The World Evangelical Alliance (WEA) is pleased to announce the appointments of Mr. John Girgis as Permanent Representative to the United Nations in New York and Dr. David Boan as Permanent Representative to the World Health Organization (WHO). The two leaders will build on more than two decades of high-level engagement with the UN and further strengthen the WEA’s advocacy teams in New York, Geneva and Bonn.
“It is critically important for evangelicals to have a presence and a voice where global decisions are being made. The UN in New York is where world leaders meet and global policy is determined. Through this office, the WEA has opportunities to speak on issues of peace and reconciliation and to advocate for those under pressure for their faith,” said Dr. Janet Epp Buckingham, WEA’s Director Designate for Global Advocacy.
While the WEA has been active at the UN in New York for years, the global pandemic has highlighted the critical role of churches in responding to health issues as well as some of the difficulties Christians and others face in contexts where they are under pressure for their faith. “It has become clear over the last year how important the WHO is when dealing with health crises. The WEA presence at the WHO can highlight the challenges of minority faith communities,” Dr. Buckingham added.
Bp. Dr. Thomas Schirrmacher, Secretary General of the WEA, commented: “The WEA comes to these global bodies with two men, whose lives and characters represent well what our faith stands for. At the same time, they are also top level professionals knowledgeable in their field and experienced in global diplomacy.”
Girgis, who was born and raised in Egypt but lived most of his life in the United States as well as in Indonesia, brings to his new role a diverse experience in church, business and cultures that allow him to speak authentically on behalf of believers at grassroots when engaging with the UN and government leaders from different parts of the world. He will also work together with the leaders of various WEA ministries, members and partners that are active in New York, seeking opportunities for synergies and closer collaboration on issues of common concern.
“I consider my serving with WEA as one of the greatest honors and privileges that the Lord has prepared me all my life for; from growing up in a strong Christian family in the Middle East, to opportunities to serve in many churches of different traditions and cultures to my international career working in every major continent,” Girgis said upon his appointment, adding: “To work with all nations for the good of mankind and the glory of God is the greatest calling that I could have imagined. I look forward to my work in the UN with gifted women and men from all over the globe and hope we accomplish great things together for the good of humanity and our planet for generations to come.”
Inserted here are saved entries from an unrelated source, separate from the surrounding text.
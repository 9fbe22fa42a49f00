//! Canonical fixed-width move encoding.
//!
//! ```text
//! Bits 0-3:  shape tag (Shape discriminant)
//! Bits 4-8:  lead rank (body rank, or run start)
//!
//! Straight / ConsecutivePairs:
//!   Bits 9-12:  run length
//! Triple:
//!   Bits 9-17:  attachment encoded as its own move (Pass / Single / Pair)
//! FourWithTwo:
//!   Bits 9-13:  first attachment rank
//!   Bits 14-18: second attachment rank
//!   Bit 19:     attachments are pairs
//! Airplane:
//!   Bits 9-11:  body length
//!   Bits 12-13: wing kind
//!   Bits 14-43: up to six wing ranks, 5 bits each, in order
//! ```
//!
//! The code depends only on the move's value, so equal moves always share a
//! code and distinct moves never do.

use super::shape::{Attachment, Move};
use crate::core::Rank;

const RANK_BITS: u32 = 5;
const LEAD_SHIFT: u32 = 4;
const FIELD_SHIFT: u32 = LEAD_SHIFT + RANK_BITS;

#[inline]
fn rank_bits(rank: Rank) -> u64 {
    u64::from(rank.value())
}

impl Attachment {
    /// Encoding of the attachment as a standalone move.
    #[must_use]
    pub fn code(self) -> u64 {
        self.as_move().code()
    }
}

impl Move {
    /// Pack this move into a `u64`; see the module docs for the layout.
    #[must_use]
    pub fn code(&self) -> u64 {
        let tag = self.shape().tag();
        let lead = self.lead().map_or(0, rank_bits) << LEAD_SHIFT;

        let fields = match self {
            Move::Pass | Move::Rocket | Move::Single(_) | Move::Pair(_) | Move::Bomb(_) => 0,
            Move::Straight { len, .. } | Move::ConsecutivePairs { len, .. } => u64::from(*len),
            Move::Triple { attachment, .. } => attachment.code(),
            Move::FourWithTwo { first, second, pairs, .. } => {
                rank_bits(*first) | rank_bits(*second) << RANK_BITS | u64::from(*pairs) << (2 * RANK_BITS)
            }
            Move::Airplane { len, wing, wings, .. } => {
                let head = u64::from(*len) | u64::from(wing.unit()) << 3;
                wings
                    .iter()
                    .enumerate()
                    .fold(head, |code, (i, &w)| code | rank_bits(w) << (5 + i as u32 * RANK_BITS))
            }
        };

        tag | lead | fields << FIELD_SHIFT
    }
}
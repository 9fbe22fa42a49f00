//! Per-rank card counts held by one player.
//!
//! A `Hand` never tracks individual cards, only how many of each rank remain.
//! Moves mutate hands in place through `Move::apply` / `Move::undo`, which
//! must be called in strictly nested order on the same hand.

use serde::{Deserialize, Serialize};

use super::error::{Result, SolverError};
use super::rank::Rank;

/// Card counts indexed by rank.
///
/// ```
/// use dou_solver::core::{Hand, Rank};
///
/// let hand = Hand::from_ranks([3, 3, 3, 4, 5]).unwrap();
/// assert_eq!(hand.count(Rank::THREE), 3);
/// assert_eq!(hand.len(), 5);
/// assert!(Hand::from_ranks([3, 18]).is_err());
/// ```
#[derive(Clone, Copy, Debug, Default, PartialEq, Eq, Hash, Serialize, Deserialize)]
#[serde(try_from = "HandCounts")]
pub struct Hand {
    counts: [u8; Rank::COUNT],
}

/// Unchecked wire form of a [`Hand`].
#[derive(Deserialize)]
struct HandCounts {
    counts: [u8; Rank::COUNT],
}

impl TryFrom<HandCounts> for Hand {
    type Error = SolverError;

    fn try_from(raw: HandCounts) -> Result<Self> {
        let hand = Self { counts: raw.counts };
        for rank in Rank::all() {
            hand.check_copies(rank)?;
        }
        Ok(hand)
    }
}

impl Hand {
    /// An empty hand.
    #[must_use]
    pub const fn new() -> Self {
        Self { counts: [0; Rank::COUNT] }
    }

    /// Build a hand from raw rank values, one entry per card.
    ///
    /// Every value must lie in 3..=17 and no rank may exceed its deck count.
    /// Nothing is returned on failure, so a partially built hand never escapes.
    pub fn from_ranks(values: impl IntoIterator<Item = u8>) -> Result<Self> {
        let mut hand = Self::new();
        for value in values {
            let rank = Rank::new(value)?;
            hand.counts[rank.index()] += 1;
            hand.check_copies(rank)?;
        }
        Ok(hand)
    }

    /// Build a hand from `(rank value, count)` pairs.
    pub fn from_counts(counts: &[(u8, u8)]) -> Result<Self> {
        let mut hand = Self::new();
        for &(value, count) in counts {
            let rank = Rank::new(value)?;
            hand.counts[rank.index()] = hand.counts[rank.index()].saturating_add(count);
            hand.check_copies(rank)?;
        }
        Ok(hand)
    }

    /// Every card of one 54-card deck.
    #[must_use]
    pub fn full_deck() -> Self {
        let mut hand = Self::new();
        for rank in Rank::all() {
            hand.counts[rank.index()] = rank.deck_copies();
        }
        hand
    }

    fn check_copies(&self, rank: Rank) -> Result<()> {
        let count = self.count(rank);
        let limit = rank.deck_copies();
        if count > limit {
            return Err(SolverError::TooManyCopies { rank, count, limit });
        }
        Ok(())
    }

    /// Number of cards of `rank`.
    #[inline]
    #[must_use]
    pub fn count(&self, rank: Rank) -> u8 {
        self.counts[rank.index()]
    }

    /// Total number of cards.
    #[must_use]
    pub fn len(&self) -> usize {
        self.counts.iter().map(|&c| c as usize).sum()
    }

    #[must_use]
    pub fn is_empty(&self) -> bool {
        self.counts.iter().all(|&c| c == 0)
    }

    /// Iterate over `(rank, count)` for every rank with at least one card.
    pub fn iter(&self) -> impl Iterator<Item = (Rank, u8)> + '_ {
        self.counts
            .iter()
            .enumerate()
            .filter(|(_, c)| **c > 0)
            .map(|(i, &c)| (Rank::from_index(i), c))
    }

    /// Expand into one rank per card, weakest first.
    #[must_use]
    pub fn to_ranks(&self) -> Vec<Rank> {
        self.iter()
            .flat_map(|(rank, count)| std::iter::repeat(rank).take(count as usize))
            .collect()
    }

    /// Whether this hand holds at least every card of `other`.
    #[must_use]
    pub fn contains(&self, other: &Hand) -> bool {
        self.counts.iter().zip(other.counts.iter()).all(|(a, b)| a >= b)
    }

    /// Remove `n` cards of `rank`.
    ///
    /// Panics if the hand holds fewer than `n`.
    #[inline]
    pub(crate) fn take(&mut self, rank: Rank, n: u8) {
        let slot = &mut self.counts[rank.index()];
        assert!(*slot >= n, "hand holds {} of {}, cannot take {}", *slot, rank, n);
        *slot -= n;
    }

    /// Return `n` cards of `rank`.
    #[inline]
    pub(crate) fn give(&mut self, rank: Rank, n: u8) {
        self.counts[rank.index()] += n;
    }

    /// Pack the 15 counts into 3 bits each, weakest rank in the low bits.
    ///
    /// Counts never exceed 4, so the packing is injective over every hand a
    /// deck can produce.
    #[must_use]
    pub fn code(&self) -> u64 {
        self.counts
            .iter()
            .enumerate()
            .fold(0u64, |code, (i, &c)| code | (u64::from(c) & 0x7) << (i * 3))
    }
}

impl std::fmt::Display for Hand {
    fn fmt(&self, f: &mut std::fmt::Formatter<'_>) -> std::fmt::Result {
        if self.is_empty() {
            return f.write_str("(empty)");
        }
        for (i, (rank, count)) in self.iter().enumerate() {
            if i > 0 {
                f.write_str(" ")?;
            }
            write!(f, "{}*{}", rank, count)?;
        }
        Ok(())
    }
}
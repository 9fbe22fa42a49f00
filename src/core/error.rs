//! Error type shared by the whole crate.

use super::rank::Rank;
use crate::moves::Move;

/// Failures reported by hand construction, deals and checked move application.
#[derive(Clone, Debug, PartialEq, Eq, thiserror::Error)]
pub enum SolverError {
    /// A raw rank value outside 3..=17.
    #[error("invalid rank {0}: expected a value in 3..=17")]
    InvalidRank(u8),

    /// A single hand holding more copies of a rank than the deck has.
    #[error("too many copies of {rank}: {count} exceeds the deck's {limit}")]
    TooManyCopies { rank: Rank, count: u8, limit: u8 },

    /// A move applied to a hand that does not hold its cards.
    #[error("cannot apply `{mv}`: the hand does not hold its cards")]
    IllegalApply { mv: Move },

    /// A move that names no real combination, such as a run leaving 3..=Ace.
    #[error("malformed move {mv:?}: {reason}")]
    InvalidMove { mv: Move, reason: &'static str },

    /// Two hands that together need more copies of a rank than the deck has.
    #[error("deal uses {count} copies of {rank} but the deck holds {limit}")]
    DeckOverflow { rank: Rank, count: u8, limit: u8 },
}

/// Crate-wide result alias.
pub type Result<T> = std::result::Result<T, SolverError>;

#[cfg(test)]
mod tests {
    use super::*;

    #[test]
    fn test_error_messages() {
        assert_eq!(
            SolverError::InvalidRank(19).to_string(),
            "invalid rank 19: expected a value in 3..=17"
        );

        let err = SolverError::TooManyCopies { rank: Rank::ACE, count: 5, limit: 4 };
        assert_eq!(err.to_string(), "too many copies of Ace: 5 exceeds the deck's 4");

        let err = SolverError::IllegalApply { mv: Move::Pair(Rank::KING) };
        assert_eq!(err.to_string(), "cannot apply `Pair King`: the hand does not hold its cards");

        let err = SolverError::InvalidMove { mv: Move::Bomb(Rank::BIG_JOKER), reason: "jokers come in one copy" };
        assert_eq!(err.to_string(), "malformed move Bomb(Rank(17)): jokers come in one copy");
    }
}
Dr. Boan has served with the WEA in humanitarian and relief capacities since 2016 and brings decades of experience in the area of mental health, trauma counseling and building resilience, among others. As part of his engagement with the WHO on behalf of evangelicals, Dr. Boan will work together with Christian health professionals to guide church groups on health issues, including mental health, public health and spiritual health.
In addition to his new role, he will also continue to serve as WEA’s Director for the Relief & Development Coordination Center seeking to build capacity and facilitate coordination between Evangelical Alliances and relief and development organizations and government agencies. The potential that lies in identifying collaboration opportunities and building synergies between global agencies and churches at grassroots came to the forefront in the last twelve months, in which Dr. Boan has led WEA’s Covid-19 Task Force.
“The important role the local church plays in our personal, mental, spiritual and public health was on full display this past year with the pandemic. Historically, the church has had a central role in the health of the community, but that has been all but lost in recent decades,” Dr. Boan commented, but added: “This new role with WHO provides a focal point for speaking out about the necessary role of the Church and spiritual well-being in the health of the community and bringing together health professionals to guide and equip local churches. This is a mission that is a blessing and I am honored to serve WEA in this capacity.”